Within the listing below, filter for "value" and copy every matching line.
______
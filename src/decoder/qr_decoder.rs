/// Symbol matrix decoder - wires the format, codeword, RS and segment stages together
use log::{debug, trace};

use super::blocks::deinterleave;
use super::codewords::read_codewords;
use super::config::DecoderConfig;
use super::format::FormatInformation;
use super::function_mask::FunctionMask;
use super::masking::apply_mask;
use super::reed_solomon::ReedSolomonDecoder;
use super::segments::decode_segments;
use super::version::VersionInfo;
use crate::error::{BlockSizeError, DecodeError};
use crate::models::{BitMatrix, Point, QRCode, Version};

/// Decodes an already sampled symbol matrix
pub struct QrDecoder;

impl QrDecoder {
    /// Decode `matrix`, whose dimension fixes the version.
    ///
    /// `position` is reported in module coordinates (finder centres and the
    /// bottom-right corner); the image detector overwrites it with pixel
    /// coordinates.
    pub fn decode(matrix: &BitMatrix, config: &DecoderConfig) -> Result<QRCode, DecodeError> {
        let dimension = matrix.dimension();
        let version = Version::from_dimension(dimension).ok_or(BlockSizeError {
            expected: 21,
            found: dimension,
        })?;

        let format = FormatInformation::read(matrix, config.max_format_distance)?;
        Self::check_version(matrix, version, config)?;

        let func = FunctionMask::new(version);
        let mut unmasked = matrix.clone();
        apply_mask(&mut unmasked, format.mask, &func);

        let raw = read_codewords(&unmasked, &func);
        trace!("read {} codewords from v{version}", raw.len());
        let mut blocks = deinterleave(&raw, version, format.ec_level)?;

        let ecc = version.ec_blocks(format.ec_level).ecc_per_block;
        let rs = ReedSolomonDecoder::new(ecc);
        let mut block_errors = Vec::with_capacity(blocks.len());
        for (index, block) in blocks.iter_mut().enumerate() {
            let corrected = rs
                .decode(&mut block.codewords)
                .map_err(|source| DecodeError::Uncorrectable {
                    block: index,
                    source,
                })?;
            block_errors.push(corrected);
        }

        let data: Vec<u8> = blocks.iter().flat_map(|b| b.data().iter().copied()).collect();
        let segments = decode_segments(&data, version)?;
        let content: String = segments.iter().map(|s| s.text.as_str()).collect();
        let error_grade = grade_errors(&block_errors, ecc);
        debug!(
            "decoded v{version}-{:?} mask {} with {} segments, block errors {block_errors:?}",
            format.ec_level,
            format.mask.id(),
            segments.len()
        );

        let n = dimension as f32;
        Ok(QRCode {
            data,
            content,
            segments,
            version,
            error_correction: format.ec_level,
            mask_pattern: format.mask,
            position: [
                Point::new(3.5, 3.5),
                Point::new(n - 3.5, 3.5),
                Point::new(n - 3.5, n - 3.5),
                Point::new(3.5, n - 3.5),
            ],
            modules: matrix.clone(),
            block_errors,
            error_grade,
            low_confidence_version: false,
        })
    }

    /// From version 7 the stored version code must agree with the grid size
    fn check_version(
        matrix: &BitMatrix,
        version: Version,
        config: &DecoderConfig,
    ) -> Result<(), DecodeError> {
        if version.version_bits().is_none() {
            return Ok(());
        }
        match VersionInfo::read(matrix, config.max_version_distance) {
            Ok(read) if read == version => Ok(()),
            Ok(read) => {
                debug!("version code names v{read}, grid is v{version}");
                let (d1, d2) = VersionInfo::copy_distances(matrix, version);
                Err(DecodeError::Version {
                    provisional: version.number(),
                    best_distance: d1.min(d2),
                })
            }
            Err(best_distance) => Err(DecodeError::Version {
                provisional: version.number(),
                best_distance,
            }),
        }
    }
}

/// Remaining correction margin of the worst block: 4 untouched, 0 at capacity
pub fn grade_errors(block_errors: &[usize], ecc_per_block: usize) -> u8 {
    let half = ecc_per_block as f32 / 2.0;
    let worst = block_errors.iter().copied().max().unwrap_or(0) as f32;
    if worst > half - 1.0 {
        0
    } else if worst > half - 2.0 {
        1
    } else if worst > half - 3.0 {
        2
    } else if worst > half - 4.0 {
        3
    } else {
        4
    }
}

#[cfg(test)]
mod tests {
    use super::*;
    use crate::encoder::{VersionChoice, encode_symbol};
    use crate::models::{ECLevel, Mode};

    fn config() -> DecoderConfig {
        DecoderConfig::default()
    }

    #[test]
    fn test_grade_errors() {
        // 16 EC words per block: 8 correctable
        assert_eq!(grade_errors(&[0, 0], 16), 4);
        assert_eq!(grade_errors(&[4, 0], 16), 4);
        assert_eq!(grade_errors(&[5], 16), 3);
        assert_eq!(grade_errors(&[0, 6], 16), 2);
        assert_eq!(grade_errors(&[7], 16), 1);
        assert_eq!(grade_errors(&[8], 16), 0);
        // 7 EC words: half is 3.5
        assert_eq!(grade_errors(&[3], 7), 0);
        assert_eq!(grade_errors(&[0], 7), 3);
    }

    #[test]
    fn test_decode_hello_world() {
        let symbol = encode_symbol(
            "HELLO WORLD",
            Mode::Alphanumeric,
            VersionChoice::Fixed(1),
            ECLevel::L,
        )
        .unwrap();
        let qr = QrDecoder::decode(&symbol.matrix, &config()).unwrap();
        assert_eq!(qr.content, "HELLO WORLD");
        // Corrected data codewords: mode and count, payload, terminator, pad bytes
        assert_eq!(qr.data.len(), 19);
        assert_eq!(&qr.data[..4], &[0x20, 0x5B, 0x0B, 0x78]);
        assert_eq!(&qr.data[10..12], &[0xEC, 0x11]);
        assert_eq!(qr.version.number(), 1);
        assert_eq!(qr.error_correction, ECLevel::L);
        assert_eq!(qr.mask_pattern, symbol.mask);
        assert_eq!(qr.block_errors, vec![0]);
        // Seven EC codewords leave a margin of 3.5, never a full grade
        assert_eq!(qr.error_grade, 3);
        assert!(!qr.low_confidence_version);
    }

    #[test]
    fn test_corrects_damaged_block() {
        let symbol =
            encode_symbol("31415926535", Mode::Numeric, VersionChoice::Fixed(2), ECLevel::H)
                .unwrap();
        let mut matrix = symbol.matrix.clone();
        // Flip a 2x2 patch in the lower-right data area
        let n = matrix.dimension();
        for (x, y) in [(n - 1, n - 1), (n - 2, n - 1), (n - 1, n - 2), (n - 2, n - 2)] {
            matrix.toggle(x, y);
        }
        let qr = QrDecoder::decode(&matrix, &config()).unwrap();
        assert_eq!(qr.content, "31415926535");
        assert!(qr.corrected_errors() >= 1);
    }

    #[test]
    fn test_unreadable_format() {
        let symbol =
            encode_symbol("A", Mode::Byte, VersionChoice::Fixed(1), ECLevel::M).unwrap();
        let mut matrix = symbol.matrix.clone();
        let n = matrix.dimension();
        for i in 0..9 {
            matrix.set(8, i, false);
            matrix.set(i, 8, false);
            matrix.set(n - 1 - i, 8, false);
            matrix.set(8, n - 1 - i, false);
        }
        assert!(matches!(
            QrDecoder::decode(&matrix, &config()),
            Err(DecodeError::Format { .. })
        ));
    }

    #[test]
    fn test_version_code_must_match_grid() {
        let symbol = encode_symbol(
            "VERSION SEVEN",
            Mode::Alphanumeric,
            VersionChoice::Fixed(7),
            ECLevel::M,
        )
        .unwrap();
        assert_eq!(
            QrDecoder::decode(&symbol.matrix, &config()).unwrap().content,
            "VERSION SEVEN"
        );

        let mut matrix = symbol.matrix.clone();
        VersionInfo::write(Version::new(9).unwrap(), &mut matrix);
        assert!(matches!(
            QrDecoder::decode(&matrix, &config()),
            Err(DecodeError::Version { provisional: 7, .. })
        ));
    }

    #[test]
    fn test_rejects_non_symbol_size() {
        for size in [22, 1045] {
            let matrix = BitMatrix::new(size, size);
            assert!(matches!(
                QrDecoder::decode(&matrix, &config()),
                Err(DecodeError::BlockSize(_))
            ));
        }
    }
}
______
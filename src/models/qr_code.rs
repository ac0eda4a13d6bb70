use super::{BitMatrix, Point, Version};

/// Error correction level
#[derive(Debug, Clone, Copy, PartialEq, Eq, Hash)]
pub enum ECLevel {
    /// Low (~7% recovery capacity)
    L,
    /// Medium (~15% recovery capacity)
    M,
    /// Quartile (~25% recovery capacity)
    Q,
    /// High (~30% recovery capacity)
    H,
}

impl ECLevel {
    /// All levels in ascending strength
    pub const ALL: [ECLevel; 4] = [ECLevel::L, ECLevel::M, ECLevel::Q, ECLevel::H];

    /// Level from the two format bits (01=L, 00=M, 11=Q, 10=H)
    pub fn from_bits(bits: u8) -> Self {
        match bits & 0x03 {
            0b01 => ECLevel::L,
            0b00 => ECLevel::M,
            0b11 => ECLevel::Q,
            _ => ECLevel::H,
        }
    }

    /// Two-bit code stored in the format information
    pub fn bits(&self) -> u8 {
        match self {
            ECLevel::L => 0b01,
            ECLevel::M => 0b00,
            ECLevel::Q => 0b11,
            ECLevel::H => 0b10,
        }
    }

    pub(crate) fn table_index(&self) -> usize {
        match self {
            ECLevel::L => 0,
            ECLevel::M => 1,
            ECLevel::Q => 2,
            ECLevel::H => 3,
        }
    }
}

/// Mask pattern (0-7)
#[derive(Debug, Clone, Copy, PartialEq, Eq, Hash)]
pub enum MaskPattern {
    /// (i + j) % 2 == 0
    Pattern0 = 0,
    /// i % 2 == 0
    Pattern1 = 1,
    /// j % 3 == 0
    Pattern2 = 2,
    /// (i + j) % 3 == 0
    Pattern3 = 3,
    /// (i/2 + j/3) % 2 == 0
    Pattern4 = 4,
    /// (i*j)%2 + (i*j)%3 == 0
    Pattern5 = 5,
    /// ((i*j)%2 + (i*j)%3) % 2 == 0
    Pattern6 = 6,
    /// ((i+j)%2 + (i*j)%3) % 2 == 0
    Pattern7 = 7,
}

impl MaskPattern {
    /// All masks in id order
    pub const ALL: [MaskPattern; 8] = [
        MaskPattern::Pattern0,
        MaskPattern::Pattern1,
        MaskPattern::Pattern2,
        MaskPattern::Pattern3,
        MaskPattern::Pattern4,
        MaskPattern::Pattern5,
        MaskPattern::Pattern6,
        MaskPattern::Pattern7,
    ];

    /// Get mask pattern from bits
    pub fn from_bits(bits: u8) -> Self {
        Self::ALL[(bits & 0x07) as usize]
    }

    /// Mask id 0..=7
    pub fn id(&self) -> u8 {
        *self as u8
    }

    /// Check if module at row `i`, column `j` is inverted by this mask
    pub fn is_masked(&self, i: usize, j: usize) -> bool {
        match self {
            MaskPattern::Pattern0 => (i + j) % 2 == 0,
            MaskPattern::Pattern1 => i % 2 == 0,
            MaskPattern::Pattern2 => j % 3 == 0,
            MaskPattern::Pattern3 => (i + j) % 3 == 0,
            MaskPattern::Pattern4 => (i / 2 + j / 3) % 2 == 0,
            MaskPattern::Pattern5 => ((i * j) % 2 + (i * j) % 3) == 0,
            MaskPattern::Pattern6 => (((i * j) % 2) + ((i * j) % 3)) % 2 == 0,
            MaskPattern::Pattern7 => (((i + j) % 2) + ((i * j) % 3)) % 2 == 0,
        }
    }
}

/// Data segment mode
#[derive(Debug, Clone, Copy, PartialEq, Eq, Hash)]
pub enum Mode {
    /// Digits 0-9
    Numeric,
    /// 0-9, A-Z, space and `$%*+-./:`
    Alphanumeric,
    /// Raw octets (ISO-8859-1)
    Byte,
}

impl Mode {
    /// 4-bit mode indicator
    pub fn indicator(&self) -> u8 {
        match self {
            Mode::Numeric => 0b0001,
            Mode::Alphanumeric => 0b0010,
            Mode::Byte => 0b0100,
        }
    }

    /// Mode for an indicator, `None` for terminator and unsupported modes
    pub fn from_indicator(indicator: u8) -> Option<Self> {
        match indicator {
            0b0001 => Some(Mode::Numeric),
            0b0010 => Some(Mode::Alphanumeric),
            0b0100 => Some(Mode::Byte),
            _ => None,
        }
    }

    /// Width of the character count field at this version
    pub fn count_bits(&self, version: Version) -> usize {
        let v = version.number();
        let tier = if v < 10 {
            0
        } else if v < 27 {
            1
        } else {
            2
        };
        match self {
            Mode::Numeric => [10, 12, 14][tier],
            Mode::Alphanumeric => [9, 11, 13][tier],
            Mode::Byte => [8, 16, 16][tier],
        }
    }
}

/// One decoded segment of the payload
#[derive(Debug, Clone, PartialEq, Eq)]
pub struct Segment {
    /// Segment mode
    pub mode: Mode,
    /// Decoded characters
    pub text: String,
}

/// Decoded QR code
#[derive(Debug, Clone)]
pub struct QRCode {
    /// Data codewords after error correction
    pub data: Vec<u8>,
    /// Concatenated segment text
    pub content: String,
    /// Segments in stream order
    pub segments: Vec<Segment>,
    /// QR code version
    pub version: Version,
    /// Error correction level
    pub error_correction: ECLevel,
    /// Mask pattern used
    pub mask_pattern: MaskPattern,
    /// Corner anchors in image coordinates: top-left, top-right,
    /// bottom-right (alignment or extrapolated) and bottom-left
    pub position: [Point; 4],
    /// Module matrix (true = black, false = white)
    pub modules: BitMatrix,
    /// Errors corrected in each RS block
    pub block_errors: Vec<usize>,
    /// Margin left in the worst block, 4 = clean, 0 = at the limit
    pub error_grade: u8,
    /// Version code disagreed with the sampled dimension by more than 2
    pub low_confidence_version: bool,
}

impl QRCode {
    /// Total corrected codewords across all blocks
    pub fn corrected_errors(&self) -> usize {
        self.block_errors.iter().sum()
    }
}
______
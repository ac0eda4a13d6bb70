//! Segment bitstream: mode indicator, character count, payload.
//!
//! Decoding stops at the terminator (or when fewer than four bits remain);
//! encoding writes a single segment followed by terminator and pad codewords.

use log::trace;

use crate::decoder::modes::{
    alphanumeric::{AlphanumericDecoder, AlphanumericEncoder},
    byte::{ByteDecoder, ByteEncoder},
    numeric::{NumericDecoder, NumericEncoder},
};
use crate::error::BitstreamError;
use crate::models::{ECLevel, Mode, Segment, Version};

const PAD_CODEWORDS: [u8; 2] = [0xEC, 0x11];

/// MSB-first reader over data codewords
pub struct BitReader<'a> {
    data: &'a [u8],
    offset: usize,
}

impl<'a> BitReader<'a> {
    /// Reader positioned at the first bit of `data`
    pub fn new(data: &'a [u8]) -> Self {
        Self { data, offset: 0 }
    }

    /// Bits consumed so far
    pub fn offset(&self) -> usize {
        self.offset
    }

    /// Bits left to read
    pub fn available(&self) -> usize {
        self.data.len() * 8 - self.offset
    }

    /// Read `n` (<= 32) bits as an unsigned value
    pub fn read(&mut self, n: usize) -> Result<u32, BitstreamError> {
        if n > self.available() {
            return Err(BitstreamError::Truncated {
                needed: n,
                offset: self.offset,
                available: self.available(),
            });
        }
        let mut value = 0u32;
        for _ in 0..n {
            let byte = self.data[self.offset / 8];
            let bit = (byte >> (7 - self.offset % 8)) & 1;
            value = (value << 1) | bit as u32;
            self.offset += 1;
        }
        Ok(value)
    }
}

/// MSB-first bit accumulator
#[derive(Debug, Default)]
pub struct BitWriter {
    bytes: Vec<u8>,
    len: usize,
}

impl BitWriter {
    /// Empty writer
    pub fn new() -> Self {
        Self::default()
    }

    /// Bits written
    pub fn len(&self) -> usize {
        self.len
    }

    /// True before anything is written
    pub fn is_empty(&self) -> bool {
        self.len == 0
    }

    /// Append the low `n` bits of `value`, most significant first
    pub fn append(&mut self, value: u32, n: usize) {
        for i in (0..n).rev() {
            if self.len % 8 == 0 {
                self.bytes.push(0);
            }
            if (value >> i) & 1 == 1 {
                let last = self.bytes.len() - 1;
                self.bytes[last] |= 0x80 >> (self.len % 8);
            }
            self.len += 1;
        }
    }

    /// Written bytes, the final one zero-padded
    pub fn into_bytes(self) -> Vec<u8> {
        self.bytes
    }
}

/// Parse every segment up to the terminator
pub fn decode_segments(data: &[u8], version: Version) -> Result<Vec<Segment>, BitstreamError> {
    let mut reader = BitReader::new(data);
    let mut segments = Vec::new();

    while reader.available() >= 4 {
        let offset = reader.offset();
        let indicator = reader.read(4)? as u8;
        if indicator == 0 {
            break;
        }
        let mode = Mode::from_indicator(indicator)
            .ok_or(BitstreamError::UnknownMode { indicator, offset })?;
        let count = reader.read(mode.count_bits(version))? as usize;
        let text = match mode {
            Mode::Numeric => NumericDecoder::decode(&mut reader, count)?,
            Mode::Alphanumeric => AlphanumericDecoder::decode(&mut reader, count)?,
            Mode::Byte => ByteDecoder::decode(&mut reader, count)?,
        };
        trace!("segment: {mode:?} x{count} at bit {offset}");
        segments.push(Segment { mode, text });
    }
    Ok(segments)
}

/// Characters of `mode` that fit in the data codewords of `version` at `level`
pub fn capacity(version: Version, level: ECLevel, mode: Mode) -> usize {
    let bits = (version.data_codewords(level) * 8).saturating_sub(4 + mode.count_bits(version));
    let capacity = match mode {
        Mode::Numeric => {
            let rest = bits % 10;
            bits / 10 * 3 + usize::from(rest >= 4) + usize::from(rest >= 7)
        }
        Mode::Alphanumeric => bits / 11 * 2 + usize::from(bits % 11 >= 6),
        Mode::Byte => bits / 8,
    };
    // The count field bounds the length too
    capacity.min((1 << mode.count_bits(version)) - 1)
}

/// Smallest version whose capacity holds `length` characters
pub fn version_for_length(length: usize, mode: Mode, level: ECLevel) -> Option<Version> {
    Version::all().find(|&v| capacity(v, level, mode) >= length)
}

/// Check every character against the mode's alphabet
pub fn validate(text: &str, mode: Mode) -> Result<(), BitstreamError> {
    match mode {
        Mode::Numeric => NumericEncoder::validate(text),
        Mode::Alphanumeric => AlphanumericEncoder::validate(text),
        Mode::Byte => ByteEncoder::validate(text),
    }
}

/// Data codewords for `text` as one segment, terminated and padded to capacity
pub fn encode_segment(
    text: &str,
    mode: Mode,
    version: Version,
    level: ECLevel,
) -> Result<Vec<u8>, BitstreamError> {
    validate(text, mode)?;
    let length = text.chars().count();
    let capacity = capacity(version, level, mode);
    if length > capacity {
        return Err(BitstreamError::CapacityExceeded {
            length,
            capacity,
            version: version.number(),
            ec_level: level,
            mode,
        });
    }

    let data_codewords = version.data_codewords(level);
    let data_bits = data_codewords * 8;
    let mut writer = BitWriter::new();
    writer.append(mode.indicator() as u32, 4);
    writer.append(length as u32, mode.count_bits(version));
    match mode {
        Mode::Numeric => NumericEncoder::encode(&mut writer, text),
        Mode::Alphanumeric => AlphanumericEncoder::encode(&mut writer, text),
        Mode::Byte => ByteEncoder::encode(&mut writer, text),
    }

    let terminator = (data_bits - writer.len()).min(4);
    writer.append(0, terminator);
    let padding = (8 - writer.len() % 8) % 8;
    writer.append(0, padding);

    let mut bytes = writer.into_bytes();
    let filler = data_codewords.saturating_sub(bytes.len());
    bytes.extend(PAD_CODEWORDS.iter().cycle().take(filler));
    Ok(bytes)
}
______
• _SOLVED PROBLEM_:
    /// Read `n` (<= 32) bits as an unsigned value
        let mut value = 0u32;
            value = (value << 1) | bit as u32;
        Ok(value)
    /// Append the low `n` bits of `value`, most significant first
    pub fn append(&mut self, value: u32, n: usize) {
            if (value >> i) & 1 == 1 {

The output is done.